The only way to sex them is to look at their bodies from above. The males are slimmer and the females are bulgier. 

Yea my cories breed like crazy, its almost annoying because when they dont get the eggs on the plants and they are dead eggs per-say, it makes a mess. They easily get fungus, so if you plan to do that have some methylene blue on hand. Make sure the tank has good water circulation too.


----------



## AquariumTech (Oct 12, 2010)

fishielover123 said:


> Thanks!! Hmm...breeding might be fun. Is there any way to sex them??
> Also my pH is about 7.4 is that okay???

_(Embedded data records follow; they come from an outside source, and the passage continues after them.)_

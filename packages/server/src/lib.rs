#![cfg_attr(feature = "fail-on-warnings", deny(warnings))]
#![warn(clippy::all, clippy::pedantic, clippy::nursery, clippy::cargo)]
#![allow(clippy::multiple_crate_versions, clippy::cargo_common_metadata)]

//! Actix-Web API server for metalert polygon search.
//!
//! Serves `POST /v1/search/{alert|map}` and `GET /v1/health` on top of the
//! configured data folder and index.

mod handlers;

use std::sync::Mutex;

use actix_cors::Cors;
use actix_web::{App, HttpServer, middleware, web};
use metalert_config::Config;
use metalert_database::SpatialIndex;

/// Shared application state.
pub struct AppState {
    /// Paths of the data folder and index.
    pub config: Config,
    /// The index connection. `duckdb::Connection` is `Send` but not `Sync`,
    /// so a `Mutex` is needed.
    pub index: Mutex<SpatialIndex>,
}

impl AppState {
    /// Opens the index named by `config`.
    ///
    /// # Errors
    ///
    /// Returns the index error if the store cannot be opened.
    pub fn open(config: Config) -> Result<Self, metalert_database::DbError> {
        let index = SpatialIndex::open(&config.index_file())?;
        Ok(Self {
            config,
            index: Mutex::new(index),
        })
    }
}

/// Registers the API routes.
pub fn configure(cfg: &mut web::ServiceConfig) {
    cfg.service(
        web::scope("/v1")
            .route("/health", web::get().to(handlers::health))
            .service(
                web::resource("/search/{target}")
                    .route(web::post().to(handlers::search))
                    .default_service(web::to(handlers::method_not_allowed)),
            ),
    );
}

/// Starts the API server on `BIND_ADDR:PORT` (default `127.0.0.1:8080`).
///
/// This is a regular async function; the caller provides the runtime (e.g.
/// via `#[actix_web::main]`).
///
/// # Errors
///
/// Returns an `std::io::Result` error if the HTTP server fails to bind or
/// encounters a runtime error.
#[allow(clippy::future_not_send)]
pub async fn run_server(state: AppState) -> std::io::Result<()> {
    let state = web::Data::new(state);

    let bind_addr = std::env::var("BIND_ADDR").unwrap_or_else(|_| "127.0.0.1".to_string());
    let port: u16 = std::env::var("PORT")
        .ok()
        .and_then(|p| p.parse().ok())
        .unwrap_or(8080);

    log::info!("Starting server on {bind_addr}:{port}");

    HttpServer::new(move || {
        App::new()
            .wrap(Cors::permissive())
            .wrap(middleware::Logger::default())
            .app_data(state.clone())
            .configure(configure)
    })
    .bind((bind_addr, port))?
    .run()
    .await
}
#![allow(clippy::module_name_repetitions)]
//! Canonical file paths inside the data folder.
//!
//! Records are sharded two levels deep on characters of their UUID:
//! `<root>/<domain>_<uuid[7]>/<domain>_<uuid[6]>/<uuid>.json`.

use std::path::{Path, PathBuf};

use metalert_models::{Domain, check_uuid};

/// Length of a canonical record file name (`<uuid>.json`).
pub const RECORD_FILE_NAME_LEN: usize = 41;

/// Returns the shard directory holding the record `uuid`.
///
/// `uuid` is expected in canonical form; shorter strings fall back to
/// `_` as the shard character.
#[must_use]
pub fn record_dir(root: &Path, domain: Domain, uuid: &str) -> PathBuf {
    let prefix = domain.shard_prefix();
    let shard = |i: usize| uuid.chars().nth(i).unwrap_or('_');
    root.join(format!("{prefix}_{}", shard(7)))
        .join(format!("{prefix}_{}", shard(6)))
}

/// Returns the canonical JSON file of the record `uuid`.
#[must_use]
pub fn record_path(root: &Path, domain: Domain, uuid: &str) -> PathBuf {
    record_dir(root, domain, uuid).join(format!("{uuid}.json"))
}

/// Creates the shard directory of `uuid` if needed and returns it.
///
/// # Errors
///
/// Returns an I/O error if the directory cannot be created.
pub fn prepare_record_dir(root: &Path, domain: Domain, uuid: &str) -> std::io::Result<PathBuf> {
    let dir = record_dir(root, domain, uuid);
    ensure_dir(&dir)?;
    Ok(dir)
}

/// Returns the UUID stem if `file_name` is a canonical record file name:
/// 41 characters, `.json` suffix, canonical UUID stem.
#[must_use]
pub fn record_uuid(file_name: &str) -> Option<&str> {
    if file_name.len() != RECORD_FILE_NAME_LEN {
        return None;
    }
    let stem = file_name.strip_suffix(".json")?;
    check_uuid(stem).ok().map(|_| stem)
}

/// Lists every canonical record file of `domain` under `root`, matching
/// `<domain>_*/<domain>_*/*.json`. Order is sorted by path.
///
/// Files whose names are not canonical are included; callers filter them
/// with [`record_uuid`].
///
/// # Errors
///
/// Returns an I/O error if `root` or a shard directory cannot be read.
pub fn record_files(root: &Path, domain: Domain) -> std::io::Result<Vec<PathBuf>> {
    let prefix = format!("{}_", domain.shard_prefix());
    let mut files = Vec::new();

    for outer in shard_dirs(root, &prefix)? {
        for inner in shard_dirs(&outer, &prefix)? {
            for entry in std::fs::read_dir(&inner)? {
                let path = entry?.path();
                if path.is_file() && path.extension().is_some_and(|ext| ext == "json") {
                    files.push(path);
                }
            }
        }
    }

    files.sort();
    Ok(files)
}

fn shard_dirs(dir: &Path, prefix: &str) -> std::io::Result<Vec<PathBuf>> {
    let mut dirs = Vec::new();
    for entry in std::fs::read_dir(dir)? {
        let path = entry?.path();
        let matches = path
            .file_name()
            .and_then(|name| name.to_str())
            .is_some_and(|name| name.starts_with(prefix));
        if matches && path.is_dir() {
            dirs.push(path);
        }
    }
    dirs.sort();
    Ok(dirs)
}

/// Ensures a directory exists, creating it if necessary.
///
/// # Errors
///
/// Returns an I/O error if the directory cannot be created.
pub fn ensure_dir(path: &Path) -> std::io::Result<()> {
    if !path.exists() {
        std::fs::create_dir_all(path)?;
    }
    Ok(())
}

They should be ok, but, they really like slightly acidic water rather than slightly base or alkaline.


----------



## Betta man (Mar 25, 2011)

They're fun fish!


----------



## AquariumTech (Oct 12, 2010)

O defiantly, they are very interesting. I think they have a bigger brain or something than most fish, making them a cool fish. Notice how big their eyes are too, compared to other fish.


----------



## Fishnut2 (Jan 18, 2005)

M/F Albino Paleatus. Male is on top.


----------



## fishielover123 (Apr 21, 2010)

Their eyes are really cool to look at! You can actually see them looking around! Do you think they are smarter than bettas? I think bettas are pretty smart.


----------



## AquariumTech (Oct 12, 2010)

O For sure.


----------



## Betta man (Mar 25, 2011)

I think bettas are smarter because they can be taught tricks. I've never heard of a cory doing that. Corys are smart! I thought the fin was the way to find which sex they are.


----------



## AquariumTech (Oct 12, 2010)

Im sure you could teach them tricks, bettas just happen to more personable (their aggressive nature encourages this). Also they in most cases tend to be by them selfs and not in a big community tank making trick teaching easier. Its probably got a lot to do with circumstance. Trust me I love bettas too, my bettas each get a 10 gallon or larger tank to them selfs, I spoil them, just to prove me love lol. I have to say though cories really are smarter.


----------



## fishielover123 (Apr 21, 2010)

Cool! My cories weren't afraid of me the day I got them. If they are resting on the sand and I put my hand there they dont move.


----------